The recent presidential elections in Iran have proven to be the most controversial since the start of the revolution. With demonstrators taking to the streets of Tehran, many are seeking to understand the cause of Mahmoud Ahmadinejad's controversial victory. To find the answer, we must look at the short- and long-term aspirations of Iran's most powerful man, Ayatollah Seyyed Ali Khamenei.

Since becoming Supreme Leader of Iran in 1989, Khamenei has maintained cohesion amongst different political factions through a system of checks and balances. Almost like a trapeze artist, he has survived domestic challenges and threats of foreign-backed regime change by giving each major political faction a say in a different part of the system. For example, as means of keeping the conservatives happy when the reformists won the elections in 1997 and 2001, he allowed the conservatives to run the judiciary and the media. To maintain cohesiveness when the conservatives retook power through Ahmadinejad's election in 2005, he allowed the president's chief opponent, Ayatollah Ali Akbar Hashemi Rafsanjani, to run the Assembly of Experts as well the Expediency Council.

When Khamenei wanted to divest power from a group in the past, he did it in a very gradual manner. A chief example is his goal to wrestle political and economic power away from the clergy and hand it to non-religious conservatives, whom he views as being more loyal and capable of running the country. Since 2001, he has been carrying out this process, slowly and meticulously.

However, his support for Ahmadinejad before and after the elections, together with what many believe to be overwhelming election fraud that he has sanctioned, is almost out of character for Khamenei. Such moves are very sudden and extreme, unlike the punctilious way in which he has maneuvered around important issues and decisions in the past. They are also very provocative, not just for supporters of reformists, but because they are clearly efforts to isolate other powerful figures. These leaders include Rafsanjani and Karroubi, both of whom have vast business connections and are politically well-connected.

One possible reason for Khamenei's recent decision is that he realized that unless he intervened, the reformists would win the elections. What concerned the Supreme Leader even more is the fact that the clergy, both right and left, were turning against the president, and ultimately, against him. Recently, for instance, the Society For Combatant Clergies, a powerful conservative group belonging to the clergy in Qom, decided "not to support any candidate in the presidential elections." This was a politically correct way of saying that they would not support Ahmadinejad.
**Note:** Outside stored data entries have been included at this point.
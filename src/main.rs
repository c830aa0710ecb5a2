//! # Voxel Miner Entry Point
//!
//! Calls into the library's `run()` and turns a startup failure into a non-zero exit.
//!
//! ## Usage
//!
//! ```bash
//! RUST_LOG=debug cargo run --release
//! ```

fn main() {
    if let Err(err) = voxel_miner::run() {
        eprintln!("voxel-miner: {err}");
        std::process::exit(1);
    }
}
//! # Block Side Module
//!
//! This module defines the six faces of a unit block and the outward normal of each.
//! Ray hits report the face they entered through, which placement uses to step into
//! the neighbouring cell.

use cgmath::Vector3;

/// Represents the six possible faces of a block.
///
/// The order is: [FRONT, BACK, BOTTOM, TOP, LEFT, RIGHT]
#[derive(PartialEq, Eq, Hash, Copy, Clone, Debug)]
pub enum BlockSide {
    /// The front face (facing positive Z)
    FRONT = 0,

    /// The back face (facing negative Z)
    BACK = 1,

    /// The bottom face (facing negative Y)
    BOTTOM = 2,

    /// The top face (facing positive Y)
    TOP = 3,

    /// The left face (facing negative X)
    LEFT = 4,

    /// The right face (facing positive X)
    RIGHT = 5,
}

impl BlockSide {
    /// Returns an array containing all six block faces in a consistent order.
    pub fn all() -> [BlockSide; 6] {
        [
            BlockSide::FRONT,
            BlockSide::BACK,
            BlockSide::BOTTOM,
            BlockSide::TOP,
            BlockSide::LEFT,
            BlockSide::RIGHT,
        ]
    }

    /// Integer outward normal of the face.
    pub fn normal(self) -> Vector3<i32> {
        match self {
            BlockSide::FRONT => Vector3::new(0, 0, 1),
            BlockSide::BACK => Vector3::new(0, 0, -1),
            BlockSide::BOTTOM => Vector3::new(0, -1, 0),
            BlockSide::TOP => Vector3::new(0, 1, 0),
            BlockSide::LEFT => Vector3::new(-1, 0, 0),
            BlockSide::RIGHT => Vector3::new(1, 0, 0),
        }
    }

    /// Outward normal as a float vector.
    pub fn normal_f32(self) -> Vector3<f32> {
        let n = self.normal();
        Vector3::new(n.x as f32, n.y as f32, n.z as f32)
    }

    /// The face a ray enters through when it crosses the slab of `axis`
    /// (0 = x, 1 = y, 2 = z) travelling with the given direction sign.
    ///
    /// A ray moving towards +x enters through the -x face, and so on.
    pub fn entered_from(axis: usize, direction_positive: bool) -> BlockSide {
        match (axis, direction_positive) {
            (0, true) => BlockSide::LEFT,
            (0, false) => BlockSide::RIGHT,
            (1, true) => BlockSide::BOTTOM,
            (1, false) => BlockSide::TOP,
            (_, true) => BlockSide::BACK,
            (_, false) => BlockSide::FRONT,
        }
    }
}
As someone who has supported Ahmadinejad throughout his career, Khamenei took their decision as a rebuff against his own political ambitions.

A victory by the reformists, in cooperation with the clergy and Rafsanjani, would have created a powerful front against Khamenei. Instead of being loyalist soldiers like Ahmadinejad, they would have challenged his views in important areas, such as dealing with the United States. With Khamenei already viewing Obama's positive overtures as a threat, any more internal dissent would have boosted Washington's position against Iran in the negotiations.

There is also the question of Khamenei's succession. In Iran, the choice for president is not the most important political decision; the choice for the next Supreme Leader is. This is a decision which according to the country's constitution has to be made by the Assembly of Experts, an 86-member body comprised of clerics whose religious rank must be at least Hojatoelslam, if not Ayatollah. In reality, however, the choice for next Supreme Leader is one which the Assembly of Experts usually rubber stamps. This is what happened when Khamenei himself was elected to the post; the decision belonged to his predecessor, Ayatollah Khomeini. Khamenei would also like to exercise this choice. Otherwise, Rafsanjani, the current head of Assembly of Experts, may make this decision. As the two have been rivals for many years, Khamenei would be right to be concerned.

A coalition of reformers and clergy, with Rafsanjani's backing, could have challenged Khamenei's choice for the next Supreme Leader. This concerns Khamenei not simply as a threat to his prestige, but also to his family's welfare and political ambitions. Some analysts believe Khamenei wishes to secure his family's well-being by appointing his son Mojtaba to replace him as Supreme Leader. Khamenei has been described as "Ali of the age" more and more in the Iranian media. This is a reference to Imam Ali, the first Shiite Imam who passed on the reigns to his son Hassan. It is very possible that the reason Khamenei is being referred to as the current version of Imam Ali is to prepare the ground for him to pass on power in the same manner.

Even if Mojtaba, who is considered a shrewd behind-the-scenes political operator, is not appointed, Khamenei will still want someone who will protect his family's business and political interests. Otherwise, they may end up isolated like Khomeini's family.

Ensuring that Ahmadinejad continues as president and that a coalition of powerful figures and reformers does not gain power is an overwhelming concern for the Supreme Leader, which may explain his actions surrounding Iran's most controversial elections to date.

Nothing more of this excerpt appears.